As described in title, the problem is to compute the renewal function with interarrival distribution $F$, $$ 1-F(t) = pe^{-\mu_1t} + (1-p)e^{-\mu_2t} $$

I tried to compute renewal function M(t) with renewal equation, $$ M(t) = F(t) + \int_0^t M(t-y) {\rm d}F(y) $$ but failed to solve the equation.

I also tried to solve the problem by compound Poisson process, and let $\Lambda$ follows a Bernoulli distribution, that is $P(\Lambda = \mu_1) = p, P(\Lambda = \mu_2) = 1 - p$. When $\Lambda$ is given, $N(t) | \Lambda$ is a Poisson process with ratio $\Lambda$, but also got stuck.

Any hint is appreciated.

Answer 1

Let's rewrite the renewal equation as

$$M(t) = F(t) + \int_0^t M(t-y) f(y){\rm d}y$$

with

$$f(t)=F'(t)=\mu_1 p e^{-\mu_1 t}+\mu_2 (1-p) e^{-\mu_2 t} \;\; .$$

Then, using Laplace tranforms

$$\tilde{M}(s)=\int_0^{\infty}e^{-st}M(t)dt$$

$$\tilde{F}(s) = \frac{1}{s}-\frac{p}{s+\mu_1}-\frac{1-p}{s+\mu_2}$$

$$\tilde{f}(s) = \frac{\mu_1p}{s+\mu_1}+\frac{\mu_2(1-p)}{s+\mu_2}$$

and applying the Laplace transform on the renewal equation

$$\tilde{M}(s)= \frac{\tilde{F}(s)}{1-\tilde{f}(s)}$$

which after filling in the obtained and rearranging can be written as

$$\tilde{M}(s) = \frac{[\mu_1 p + \mu_2 (1-p)]s + \mu_1\mu_2}{s^2(s+\mu_1 (1-p) + \mu_2 p)}$$

Now, it is just a matter of identifying the inverse Laplace transforms which can be done by using the tables on the wikipage I quoted.

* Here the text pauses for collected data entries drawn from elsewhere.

//! # Radio Packet Assembly
//!
//! A [`Packet`] accumulates the bytes delivered by the radio for a single
//! transmission, works out how long the transmission must be from as few
//! bytes as possible, and finally converts itself into a validated
//! [`Frame`].
//!
//! ## Sizing
//!
//! The L-field sits in a different place per link mode:
//!
//! - **C1**: `0x54`, block preamble, L-field (third byte, no line coding)
//! - **T1**: first byte of the 3-of-6 decoded stream
//!
//! Once known, the on-air size follows from the number of CRC blocks. The
//! result is cached; the packet never changes its mind about its size.
//!
//! ## Conversion
//!
//! [`Packet::try_into_frame`] consumes the packet. Every outcome, success or
//! rejection, ends its life, so a packet can never be converted twice.

use log::{debug, trace};

use crate::constants::{
    FORMAT_A_TWO_BLOCK_LIMIT, WMBUS_BLOCK_A_PREAMBLE, WMBUS_BLOCK_B_PREAMBLE,
    WMBUS_MIN_FRAME_LEN, WMBUS_MODE_C_SUFFIX_LEN, WMBUS_PREAMBLE_SIZE,
};
use crate::error::DropReason;
use crate::logging::{DiagnosticSink, LogSink};
use crate::util::logging::log_frame_hex;
use crate::wmbus::dll_crc::remove_any_dll_crcs;
use crate::wmbus::encoding::{decode_3of6, encoded_size};
use crate::wmbus::frame::Frame;
use crate::wmbus::link_mode::{FrameFormat, LinkMode};

/// Resolve the link mode of a buffer from its first byte.
pub fn detect_link_mode(data: &[u8]) -> LinkMode {
    data.first()
        .map_or(LinkMode::Unknown, |&b| LinkMode::from_first_byte(b))
}

/// Extract the L-field from the bytes received so far.
///
/// Returns `None` while it cannot be determined.
pub fn l_field(link_mode: LinkMode, data: &[u8]) -> Option<u8> {
    let l = match link_mode {
        LinkMode::C1 => data.get(2).copied(),
        LinkMode::T1 => decode_3of6(data).and_then(|decoded| decoded.first().copied()),
        LinkMode::Unknown => None,
    };
    l.filter(|&l| l != 0)
}

/// Number of CRC-protected blocks in a format A frame with L-field `l`.
pub fn block_count(l: u8) -> usize {
    if l < FORMAT_A_TWO_BLOCK_LIMIT {
        2
    } else {
        (l - FORMAT_A_TWO_BLOCK_LIMIT) as usize / 16 + 3
    }
}

/// Compute the total on-air size of a transmission from its head.
///
/// `None` means the size cannot be determined from `data`, either because
/// too few bytes arrived or because a C1 block preamble is not recognized.
pub fn frame_size(link_mode: LinkMode, data: &[u8]) -> Option<usize> {
    let l = l_field(link_mode, data)?;
    let nr_bytes = l as usize + 1 + 2 * block_count(l);

    match link_mode {
        LinkMode::T1 => Some(encoded_size(nr_bytes)),
        LinkMode::C1 => match data.get(1).copied() {
            Some(WMBUS_BLOCK_A_PREAMBLE) => Some(WMBUS_MODE_C_SUFFIX_LEN + nr_bytes),
            Some(WMBUS_BLOCK_B_PREAMBLE) => Some(WMBUS_MODE_C_SUFFIX_LEN + 1 + l as usize),
            _ => None,
        },
        LinkMode::Unknown => None,
    }
}

/// Trim a normalized frame to its L-field, rejecting frames that are too
/// short for a header or shorter than the L-field claims.
pub fn trim_to_l_field(data: &mut Vec<u8>) -> Result<(), DropReason> {
    if data.len() < WMBUS_MIN_FRAME_LEN {
        return Err(DropReason::TooShort { len: data.len() });
    }

    let want = data[0] as usize + 1;
    if want > data.len() {
        return Err(DropReason::LengthFieldMismatch {
            want,
            have: data.len(),
        });
    }
    if want < data.len() {
        trace!("Cutting {} trailing bytes", data.len() - want);
    }
    data.truncate(want);
    Ok(())
}

/// Accumulator for one radio transmission.
#[derive(Debug)]
pub struct Packet {
    /// On-air bytes received so far
    data: Vec<u8>,
    /// Logical capacity offered to the radio
    reserved: usize,
    /// Start of the region handed out by the last `rx_region` call
    rx_start: Option<usize>,
    /// Cached total size, once computable
    expected_size: Option<usize>,
    rssi: i8,
    link_mode: LinkMode,
}

impl Default for Packet {
    fn default() -> Self {
        Self::new()
    }
}

impl Packet {
    /// Create an empty packet ready for the preamble read
    pub fn new() -> Self {
        Self {
            data: Vec::with_capacity(WMBUS_PREAMBLE_SIZE),
            reserved: WMBUS_PREAMBLE_SIZE,
            rx_start: None,
            expected_size: None,
            rssi: 0,
            link_mode: LinkMode::Unknown,
        }
    }

    /// Create a packet from a complete capture
    pub fn from_bytes(bytes: &[u8]) -> Self {
        let mut packet = Self::new();
        packet.extend_from_slice(bytes);
        packet
    }

    /// Number of bytes the radio may write before the next size check
    pub fn rx_capacity(&self) -> usize {
        self.reserved.saturating_sub(self.data.len())
    }

    /// Expose the unused capacity as a writable region.
    ///
    /// The content length is provisionally extended over the region; call
    /// [`Packet::commit`] with the number of bytes actually received when it
    /// is less than the region length.
    pub fn rx_region(&mut self) -> &mut [u8] {
        let start = self.data.len();
        if self.reserved > start {
            self.data.resize(self.reserved, 0);
        }
        self.rx_start = Some(start);
        &mut self.data[start..]
    }

    /// Settle the content length after a write into the last `rx_region`.
    pub fn commit(&mut self, received: usize) {
        if let Some(start) = self.rx_start.take() {
            let end = start.saturating_add(received).min(self.data.len());
            self.data.truncate(end);
        }
    }

    /// Append bytes, growing the reservation as needed
    pub fn extend_from_slice(&mut self, bytes: &[u8]) {
        self.rx_start = None;
        self.data.extend_from_slice(bytes);
        self.reserved = self.reserved.max(self.data.len());
    }

    /// Current content length
    pub fn len(&self) -> usize {
        self.data.len()
    }

    pub fn is_empty(&self) -> bool {
        self.data.is_empty()
    }

    /// Bytes received so far (on-air encoding)
    pub fn as_bytes(&self) -> &[u8] {
        &self.data
    }

    pub fn set_rssi(&mut self, rssi: i8) {
        self.rssi = rssi;
    }

    pub fn rssi(&self) -> i8 {
        self.rssi
    }

    /// Link mode, resolved once from the first byte
    pub fn link_mode(&mut self) -> LinkMode {
        if self.link_mode == LinkMode::Unknown {
            self.link_mode = detect_link_mode(&self.data);
        }
        self.link_mode
    }

    /// L-field as far as it can be read from the current content
    pub fn l_field(&mut self) -> Option<u8> {
        let mode = self.link_mode();
        l_field(mode, &self.data)
    }

    /// Total on-air size of this transmission, cached once known
    pub fn expected_size(&mut self) -> Option<usize> {
        if self.expected_size.is_none() {
            let mode = self.link_mode();
            self.expected_size = frame_size(mode, &self.data);
        }
        trace!("expected_size: {:?}", self.expected_size);
        self.expected_size
    }

    /// Compute the expected size and reserve room for the whole packet.
    ///
    /// Returns `false` while the size cannot be determined.
    pub fn calculate_payload_size(&mut self) -> bool {
        match self.expected_size() {
            Some(total) => {
                self.reserved = self.reserved.max(total);
                self.data.reserve(total.saturating_sub(self.data.len()));
                true
            }
            None => false,
        }
    }

    /// Whether every expected byte has arrived
    pub fn is_complete(&mut self) -> bool {
        let len = self.data.len();
        self.expected_size() == Some(len)
    }

    /// Normalize and validate the packet, consuming it.
    pub fn try_into_frame(mut self) -> Result<Frame, DropReason> {
        debug!("Have data from radio ({} bytes)", self.data.len());

        let expected = self.expected_size();
        if expected != Some(self.data.len()) {
            return Err(DropReason::SizeMismatch {
                expected,
                actual: self.data.len(),
            });
        }

        let raw_data = self.data.clone();
        log_frame_hex("raw", &raw_data);

        let link_mode = self.link_mode();
        let (mut data, format) = match link_mode {
            LinkMode::T1 => {
                // Format B is not detected in mode T
                let decoded = decode_3of6(&self.data).ok_or(DropReason::DecodeFailure {
                    len: self.data.len(),
                })?;
                (decoded, FrameFormat::A)
            }
            LinkMode::C1 => {
                let format = FrameFormat::from_block_preamble(self.data[1]);
                self.data.drain(..WMBUS_MODE_C_SUFFIX_LEN);
                (self.data, format)
            }
            LinkMode::Unknown => return Err(DropReason::UnknownLinkMode),
        };

        if !remove_any_dll_crcs(&mut data) {
            return Err(DropReason::CrcCheckFailed { len: data.len() });
        }

        trim_to_l_field(&mut data)?;
        log_frame_hex("frame", &data);

        Ok(Frame::new(data, raw_data, link_mode, self.rssi, format))
    }

    /// Convert into a frame, reporting drops to the given sink.
    pub fn convert_to_frame_with<S: DiagnosticSink + ?Sized>(self, sink: &mut S) -> Option<Frame> {
        match self.try_into_frame() {
            Ok(frame) => {
                sink.frame_decoded(&frame);
                Some(frame)
            }
            Err(reason) => {
                sink.packet_dropped(&reason);
                None
            }
        }
    }

    /// Convert into a frame, logging drops through the `log` facade.
    pub fn convert_to_frame(self) -> Option<Frame> {
        self.convert_to_frame_with(&mut LogSink::default())
    }
}

#[cfg(test)]
mod tests {
    use super::*;
    use crate::wmbus::dll_crc::add_format_a_crcs;
    use crate::wmbus::encoding::encode_3of6;

    fn c1_format_a(l: u8) -> Vec<u8> {
        let mut frame: Vec<u8> = (0..=l).map(|i| i.wrapping_mul(3)).collect();
        frame[0] = l;
        let mut packet = vec![0x54, 0xCD];
        packet.extend(add_format_a_crcs(&frame));
        packet
    }

    #[test]
    fn test_block_count() {
        assert_eq!(block_count(10), 2);
        assert_eq!(block_count(25), 2);
        assert_eq!(block_count(26), 3);
        assert_eq!(block_count(41), 3);
        assert_eq!(block_count(42), 4);
        assert_eq!(block_count(255), 17);
    }

    #[test]
    fn test_c1_format_a_size() {
        // 2 + 10 + 1 + 2 * 2
        assert_eq!(frame_size(LinkMode::C1, &[0x54, 0xCD, 10]), Some(17));
        assert_eq!(c1_format_a(10).len(), 17);
        assert_eq!(c1_format_a(60).len(), frame_size(LinkMode::C1, &c1_format_a(60)).unwrap());
    }

    #[test]
    fn test_c1_format_b_size() {
        assert_eq!(frame_size(LinkMode::C1, &[0x54, 0x3D, 20]), Some(23));
    }

    #[test]
    fn test_c1_unknown_block_preamble() {
        assert_eq!(frame_size(LinkMode::C1, &[0x54, 0x11, 20]), None);
    }

    #[test]
    fn test_c1_needs_three_bytes() {
        assert_eq!(frame_size(LinkMode::C1, &[0x54, 0xCD]), None);
        assert_eq!(l_field(LinkMode::C1, &[0x54, 0xCD]), None);
    }

    #[test]
    fn test_t1_size() {
        let head = encode_3of6(&[10, 0x44]);
        // 10 + 1 + 4 = 15 bytes before coding
        assert_eq!(frame_size(LinkMode::T1, &head), Some(23));
        assert_eq!(l_field(LinkMode::T1, &[0x00, 0x00, 0x00]), None);
    }

    #[test]
    fn test_unknown_mode_has_no_size() {
        assert_eq!(frame_size(LinkMode::Unknown, &[0x54, 0xCD, 10]), None);
        assert_eq!(detect_link_mode(&[]), LinkMode::Unknown);
    }

    #[test]
    fn test_link_mode_is_memoized() {
        let mut packet = Packet::from_bytes(&[0x54]);
        assert_eq!(packet.link_mode(), LinkMode::C1);

        let mut packet = Packet::new();
        packet.rx_region()[0] = 0x54;
        assert_eq!(packet.link_mode(), LinkMode::C1);
        packet.rx_region();
        packet.data[0] = 0x12;
        assert_eq!(packet.link_mode(), LinkMode::C1);
    }

    #[test]
    fn test_capacity_protocol() {
        let mut packet = Packet::new();
        assert_eq!(packet.rx_capacity(), WMBUS_PREAMBLE_SIZE);

        let region = packet.rx_region();
        assert_eq!(region.len(), 3);
        region.copy_from_slice(&[0x54, 0xCD, 10]);
        packet.commit(3);
        assert_eq!(packet.len(), 3);
        assert_eq!(packet.rx_capacity(), 0);

        assert!(packet.calculate_payload_size());
        assert_eq!(packet.rx_capacity(), 14);

        let region = packet.rx_region();
        assert_eq!(region.len(), 14);
        packet.commit(5);
        assert_eq!(packet.len(), 8);
        assert_eq!(packet.rx_capacity(), 9);
    }

    #[test]
    fn test_region_extends_length_without_commit() {
        let mut packet = Packet::new();
        packet.rx_region();
        assert_eq!(packet.len(), WMBUS_PREAMBLE_SIZE);
    }

    #[test]
    fn test_expected_size_is_stable() {
        let bytes = c1_format_a(10);
        let mut packet = Packet::from_bytes(&bytes[..3]);
        assert_eq!(packet.expected_size(), Some(17));
        packet.extend_from_slice(&bytes[3..]);
        packet.data[2] = 200;
        assert_eq!(packet.expected_size(), Some(17));
    }

    #[test]
    fn test_trim_to_l_field() {
        let mut data = vec![10, 1, 2, 3, 4, 5, 6, 7, 8, 9, 10, 0xEE, 0xEE];
        trim_to_l_field(&mut data).unwrap();
        assert_eq!(data.len(), 11);

        let mut data = vec![20; 11];
        assert_eq!(
            trim_to_l_field(&mut data),
            Err(DropReason::LengthFieldMismatch { want: 21, have: 11 })
        );

        let mut data = vec![9; 10];
        assert_eq!(trim_to_l_field(&mut data), Err(DropReason::TooShort { len: 10 }));
    }

    #[test]
    fn test_convert_c1_format_a() {
        let bytes = c1_format_a(10);
        let frame = Packet::from_bytes(&bytes).try_into_frame().unwrap();
        assert_eq!(frame.size(), 11);
        assert_eq!(frame.raw_size(), 17);
        assert_eq!(frame.format(), FrameFormat::A);
        assert_eq!(frame.link_mode(), LinkMode::C1);
    }

    #[test]
    fn test_convert_premature() {
        let bytes = c1_format_a(10);
        let result = Packet::from_bytes(&bytes[..12]).try_into_frame();
        assert_eq!(
            result.unwrap_err(),
            DropReason::SizeMismatch {
                expected: Some(17),
                actual: 12
            }
        );
    }
}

Introducing $k_1=\mu_1 p + \mu_2 (1-p)$ and $k_2=\mu_1 (1-p) + \mu_2 p$, we should have

$$M(t)=\frac{k_1}{k_2}(1-e^{-k_2t})+\frac{\mu_1\mu_2}{k_2}t - \frac{\mu_1\mu_2}{k_2^2}(1-e^{-k_2t})$$

provided I did not do any computational mistakes.